[Stored items from a collection]
··········
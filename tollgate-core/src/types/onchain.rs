use indexmap::IndexMap;

use crate::types::AnyValue;

/// One chain call. The calldata comes from exactly one source, resolved in
/// this order: a pre-built `calldata` expression, ABI building from
/// `selector` + `abiFragment` + `argsMapping`, or the bare 4-byte
/// `selector` with no argument data.
#[derive(Debug, Clone, PartialEq, serde::Serialize, serde::Deserialize)]
#[serde(rename_all = "camelCase")]
pub struct OnchainOperation {
    /// Address literal or expression resolving to a `0x` hex address.
    #[serde(default)]
    pub target: String,

    /// Native-token amount, literal or expression. Defaults to zero.
    #[serde(default, skip_serializing_if = "Option::is_none")]
    pub value: Option<AnyValue>,

    #[serde(default, skip_serializing_if = "Option::is_none")]
    pub calldata: Option<String>,

    #[serde(default, skip_serializing_if = "Option::is_none")]
    pub selector: Option<String>,

    /// Human-readable single-function signature, e.g.
    /// `function transfer(address to, uint256 amount)`.
    #[serde(default, skip_serializing_if = "Option::is_none")]
    pub abi_fragment: Option<String>,

    /// Parameter name -> expression. Values are re-ordered into the ABI
    /// fragment's positional parameter order before encoding.
    #[serde(default, skip_serializing_if = "Option::is_none")]
    pub args_mapping: Option<IndexMap<String, AnyValue>>,
}
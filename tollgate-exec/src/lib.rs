#![forbid(unsafe_code)]

//! Runtime engine for executing tollgate workflows.
//!
//! Definition parsing and validation live in `tollgate-core`; this crate
//! owns step execution, calldata encoding, and the collaborator traits the
//! surrounding platform implements.

pub mod calldata;
pub mod executor;
pub mod http;
pub mod proxy;
pub mod retry;
pub mod transaction;

pub use crate::executor::{
    Engine, EngineConfig, Event, EventSink, ExternalCallError, NoOpEventSink, RunResult,
    StdoutEventSink, StepError, StepRecord,
};
pub use crate::http::{HttpClient, HttpError, ReqwestHttpClient};
pub use crate::retry::RetryPolicy;
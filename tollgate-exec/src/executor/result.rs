use indexmap::IndexMap;
use serde_json::json;

use tollgate_core::error::Violation;
use tollgate_core::types::AnyValue;
use tollgate_core::ValidationOutcome;

#[derive(Debug, Clone, PartialEq, serde::Serialize)]
#[serde(rename_all = "camelCase")]
pub struct StepRecord {
    pub success: bool,
    pub output: AnyValue,
    #[serde(skip_serializing_if = "Option::is_none")]
    pub error: Option<String>,
}

impl StepRecord {
    pub fn succeeded(output: AnyValue) -> Self {
        Self {
            success: true,
            output,
            error: None,
        }
    }

    pub fn failed(error: String) -> Self {
        Self {
            success: false,
            output: AnyValue::Null,
            error: Some(error),
        }
    }

    /// The JSON a successful step contributes to `context.steps`, shaped so
    /// `$.steps.<id>.output.<path>` resolves.
    pub fn context_value(&self) -> AnyValue {
        json!({ "success": self.success, "output": self.output })
    }
}

#[derive(Debug, Clone, PartialEq, serde::Serialize)]
#[serde(rename_all = "camelCase")]
pub struct RunResult {
    pub success: bool,
    pub output: AnyValue,
    pub step_results: IndexMap<String, StepRecord>,
    #[serde(skip_serializing_if = "Option::is_none")]
    pub error: Option<String>,
}

impl RunResult {
    pub fn succeeded(output: AnyValue, step_results: IndexMap<String, StepRecord>) -> Self {
        Self {
            success: true,
            output,
            step_results,
            error: None,
        }
    }

    pub fn failed(step_results: IndexMap<String, StepRecord>, error: String) -> Self {
        Self {
            success: false,
            output: AnyValue::Null,
            step_results,
            error: Some(error),
        }
    }

    pub fn invalid(outcome: &ValidationOutcome) -> Self {
        let detail = outcome
            .errors
            .iter()
            .map(|Violation { path, message }| format!("{path}: {message}"))
            .collect::<Vec<_>>()
            .join("; ");
        Self::failed(
            IndexMap::new(),
            format!("definition failed validation: {detail}"),
        )
    }
}
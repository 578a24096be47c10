use tollgate_core::expressions::{resolve_all, resolve_expression};
use tollgate_core::types::{AnyValue, ConditionConfig, TransformConfig, WorkflowContext};

use crate::executor::error::StepError;

/// A condition step is a guard: a falsy result fails the step, and the
/// step's `onError` decides whether the run survives it.
pub(crate) fn run_condition(
    cfg: &ConditionConfig,
    ctx: &WorkflowContext,
) -> Result<AnyValue, StepError> {
    let resolved = resolve_expression(&cfg.expression, ctx)?;
    if truthy(&resolved) {
        Ok(AnyValue::Bool(true))
    } else {
        Err(StepError::ConditionNotMet(cfg.expression.clone()))
    }
}

pub(crate) fn run_transform(
    cfg: &TransformConfig,
    ctx: &WorkflowContext,
) -> Result<AnyValue, StepError> {
    Ok(resolve_all(&cfg.expression, ctx)?)
}

fn truthy(value: &AnyValue) -> bool {
    match value {
        AnyValue::Null => false,
        AnyValue::Bool(b) => *b,
        AnyValue::Number(n) => n.as_f64().is_some_and(|f| f != 0.0),
        AnyValue::String(s) => !s.is_empty(),
        AnyValue::Array(items) => !items.is_empty(),
        AnyValue::Object(map) => !map.is_empty(),
    }
}
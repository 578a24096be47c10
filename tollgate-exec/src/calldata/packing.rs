use alloy_dyn_abi::DynSolValue;
use alloy_primitives::{hex, Address, U256};

use super::CalldataError;

/// One resolved chain call, ready for either wire format.
#[derive(Debug, Clone, PartialEq, Eq)]
pub struct CallTriple {
    pub target: Address,
    pub value: U256,
    pub calldata: Vec<u8>,
}

/// Single-call wire format: 20-byte target, value left-padded to 32 bytes,
/// then the variable-length calldata.
pub fn encode_single_call(call: &CallTriple) -> Vec<u8> {
    let mut out = Vec::with_capacity(20 + 32 + call.calldata.len());
    out.extend_from_slice(call.target.as_slice());
    out.extend_from_slice(&call.value.to_be_bytes::<32>());
    out.extend_from_slice(&call.calldata);
    out
}

pub fn decode_single_call(data: &[u8]) -> Result<CallTriple, CalldataError> {
    if data.len() < 52 {
        return Err(CalldataError::TruncatedPayload(data.len()));
    }
    Ok(CallTriple {
        target: Address::from_slice(&data[..20]),
        value: U256::from_be_slice(&data[20..52]),
        calldata: data[52..].to_vec(),
    })
}

/// Batch wire format: the standard ABI encoding of an
/// `(address,uint256,bytes)[]` array of call triples.
pub fn encode_batch(calls: &[CallTriple]) -> Vec<u8> {
    let items = calls
        .iter()
        .map(|call| {
            DynSolValue::Tuple(vec![
                DynSolValue::Address(call.target),
                DynSolValue::Uint(call.value, 256),
                DynSolValue::Bytes(call.calldata.clone()),
            ])
        })
        .collect();
    DynSolValue::Tuple(vec![DynSolValue::Array(items)]).abi_encode_params()
}

pub fn selector_bytes(selector: &str) -> Result<[u8; 4], CalldataError> {
    let hex_part = selector
        .strip_prefix("0x")
        .ok_or_else(|| CalldataError::Selector(selector.to_string()))?;
    let bytes =
        hex::decode(hex_part).map_err(|_| CalldataError::Selector(selector.to_string()))?;
    bytes
        .try_into()
        .map_err(|_| CalldataError::Selector(selector.to_string()))
}

pub fn hex_bytes(input: &str) -> Result<Vec<u8>, CalldataError> {
    let hex_part = input.strip_prefix("0x").unwrap_or(input);
    hex::decode(hex_part).map_err(|_| CalldataError::Hex(input.to_string()))
}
··········
Work request:
Collect the complete line wherever the string "steps" appears in the records.

Exercise answer:
    /// The JSON a successful step contributes to `context.steps`, shaped so
    /// `$.steps.<id>.output.<path>` resolves.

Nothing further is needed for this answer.